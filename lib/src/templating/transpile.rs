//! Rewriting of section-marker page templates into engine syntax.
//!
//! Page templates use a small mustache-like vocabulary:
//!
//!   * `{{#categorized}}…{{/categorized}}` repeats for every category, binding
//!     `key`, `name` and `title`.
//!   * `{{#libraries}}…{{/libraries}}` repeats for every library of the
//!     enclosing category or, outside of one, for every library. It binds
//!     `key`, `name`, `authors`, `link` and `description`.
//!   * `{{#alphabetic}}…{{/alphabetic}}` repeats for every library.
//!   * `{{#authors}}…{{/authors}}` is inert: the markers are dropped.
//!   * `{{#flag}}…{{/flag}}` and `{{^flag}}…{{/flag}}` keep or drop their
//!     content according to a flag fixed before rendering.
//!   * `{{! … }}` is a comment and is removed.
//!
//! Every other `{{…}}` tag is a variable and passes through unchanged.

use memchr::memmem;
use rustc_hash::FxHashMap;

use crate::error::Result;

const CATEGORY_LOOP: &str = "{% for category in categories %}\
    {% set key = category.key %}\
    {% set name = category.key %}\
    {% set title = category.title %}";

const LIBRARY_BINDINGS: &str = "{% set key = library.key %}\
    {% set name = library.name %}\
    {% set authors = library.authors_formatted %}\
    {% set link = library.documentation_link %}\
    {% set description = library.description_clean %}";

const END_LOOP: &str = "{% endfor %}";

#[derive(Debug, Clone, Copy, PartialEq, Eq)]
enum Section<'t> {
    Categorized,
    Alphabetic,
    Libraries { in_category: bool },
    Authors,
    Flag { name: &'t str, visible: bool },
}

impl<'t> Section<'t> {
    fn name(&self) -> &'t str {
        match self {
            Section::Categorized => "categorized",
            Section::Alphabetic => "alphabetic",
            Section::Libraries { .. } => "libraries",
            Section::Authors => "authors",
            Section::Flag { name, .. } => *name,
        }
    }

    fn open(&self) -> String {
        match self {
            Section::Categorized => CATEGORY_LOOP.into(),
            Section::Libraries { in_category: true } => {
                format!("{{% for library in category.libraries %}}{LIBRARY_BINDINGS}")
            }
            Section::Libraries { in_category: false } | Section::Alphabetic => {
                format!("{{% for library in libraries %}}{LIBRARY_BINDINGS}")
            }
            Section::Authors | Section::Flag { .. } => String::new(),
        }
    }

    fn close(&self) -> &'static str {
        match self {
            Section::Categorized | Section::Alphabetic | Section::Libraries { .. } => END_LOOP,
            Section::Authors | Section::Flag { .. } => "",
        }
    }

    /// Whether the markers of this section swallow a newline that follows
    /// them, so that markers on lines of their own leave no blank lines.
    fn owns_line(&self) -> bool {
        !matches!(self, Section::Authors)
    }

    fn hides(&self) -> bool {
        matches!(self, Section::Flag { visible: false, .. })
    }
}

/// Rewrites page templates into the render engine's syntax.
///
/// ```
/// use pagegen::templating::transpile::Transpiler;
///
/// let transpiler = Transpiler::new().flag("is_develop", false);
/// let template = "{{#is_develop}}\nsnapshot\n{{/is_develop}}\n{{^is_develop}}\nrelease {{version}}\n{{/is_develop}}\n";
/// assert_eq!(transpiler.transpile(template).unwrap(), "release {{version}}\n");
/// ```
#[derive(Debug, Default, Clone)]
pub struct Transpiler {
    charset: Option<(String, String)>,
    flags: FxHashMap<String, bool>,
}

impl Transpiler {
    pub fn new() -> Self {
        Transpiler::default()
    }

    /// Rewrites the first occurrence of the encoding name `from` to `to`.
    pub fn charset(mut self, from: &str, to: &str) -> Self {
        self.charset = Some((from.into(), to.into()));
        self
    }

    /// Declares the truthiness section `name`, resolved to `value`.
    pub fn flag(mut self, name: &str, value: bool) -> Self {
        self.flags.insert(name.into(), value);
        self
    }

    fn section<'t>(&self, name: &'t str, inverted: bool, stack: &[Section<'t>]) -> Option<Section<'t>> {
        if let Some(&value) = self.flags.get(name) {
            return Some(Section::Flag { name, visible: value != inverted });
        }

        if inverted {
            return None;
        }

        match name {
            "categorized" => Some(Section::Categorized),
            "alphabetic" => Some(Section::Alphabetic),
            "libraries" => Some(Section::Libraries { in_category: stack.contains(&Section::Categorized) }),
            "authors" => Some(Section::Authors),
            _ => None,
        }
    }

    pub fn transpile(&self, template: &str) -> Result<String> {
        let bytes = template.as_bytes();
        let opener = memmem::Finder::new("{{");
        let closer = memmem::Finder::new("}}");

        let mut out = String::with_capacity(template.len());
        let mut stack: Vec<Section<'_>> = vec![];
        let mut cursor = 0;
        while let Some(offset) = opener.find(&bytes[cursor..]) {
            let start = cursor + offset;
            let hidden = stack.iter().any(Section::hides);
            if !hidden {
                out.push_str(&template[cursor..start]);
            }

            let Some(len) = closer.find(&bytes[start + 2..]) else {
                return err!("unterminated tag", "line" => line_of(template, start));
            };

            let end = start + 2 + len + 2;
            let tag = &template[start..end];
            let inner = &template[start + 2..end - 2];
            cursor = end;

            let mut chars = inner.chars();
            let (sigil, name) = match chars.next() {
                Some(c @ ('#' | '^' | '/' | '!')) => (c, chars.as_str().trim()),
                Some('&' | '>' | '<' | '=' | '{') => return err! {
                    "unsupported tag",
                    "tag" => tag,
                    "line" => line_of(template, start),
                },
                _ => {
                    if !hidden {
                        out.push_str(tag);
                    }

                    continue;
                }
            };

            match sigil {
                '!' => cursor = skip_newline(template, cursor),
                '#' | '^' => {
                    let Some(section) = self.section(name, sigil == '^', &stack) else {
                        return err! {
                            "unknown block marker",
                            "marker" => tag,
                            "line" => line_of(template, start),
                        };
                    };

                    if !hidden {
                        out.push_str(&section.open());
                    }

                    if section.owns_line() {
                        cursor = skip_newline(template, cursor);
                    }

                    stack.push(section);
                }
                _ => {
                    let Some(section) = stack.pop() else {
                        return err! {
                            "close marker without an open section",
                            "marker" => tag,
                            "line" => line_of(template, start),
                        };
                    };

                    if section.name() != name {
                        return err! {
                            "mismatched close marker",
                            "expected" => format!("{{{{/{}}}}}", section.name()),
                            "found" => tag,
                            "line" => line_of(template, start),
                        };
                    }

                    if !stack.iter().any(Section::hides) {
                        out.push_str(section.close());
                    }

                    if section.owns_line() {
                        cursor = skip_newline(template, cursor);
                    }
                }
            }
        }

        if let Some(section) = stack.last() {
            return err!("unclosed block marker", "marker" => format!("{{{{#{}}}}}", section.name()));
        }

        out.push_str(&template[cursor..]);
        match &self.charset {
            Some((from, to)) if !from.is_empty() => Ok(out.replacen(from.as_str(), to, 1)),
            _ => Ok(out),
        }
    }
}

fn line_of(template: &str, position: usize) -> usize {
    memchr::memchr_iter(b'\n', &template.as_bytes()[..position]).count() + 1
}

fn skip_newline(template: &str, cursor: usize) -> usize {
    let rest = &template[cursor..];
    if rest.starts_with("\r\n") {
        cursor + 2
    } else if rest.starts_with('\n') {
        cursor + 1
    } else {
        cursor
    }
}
· · ·
PROBLEM DESCRIPTION: Locate the lines above that hold the word "templates". Show every one of them.

FINISHED TASK:
//! Rewriting of section-marker page templates into engine syntax.
//! Page templates use a small mustache-like vocabulary:
/// Rewrites page templates into the render engine's syntax.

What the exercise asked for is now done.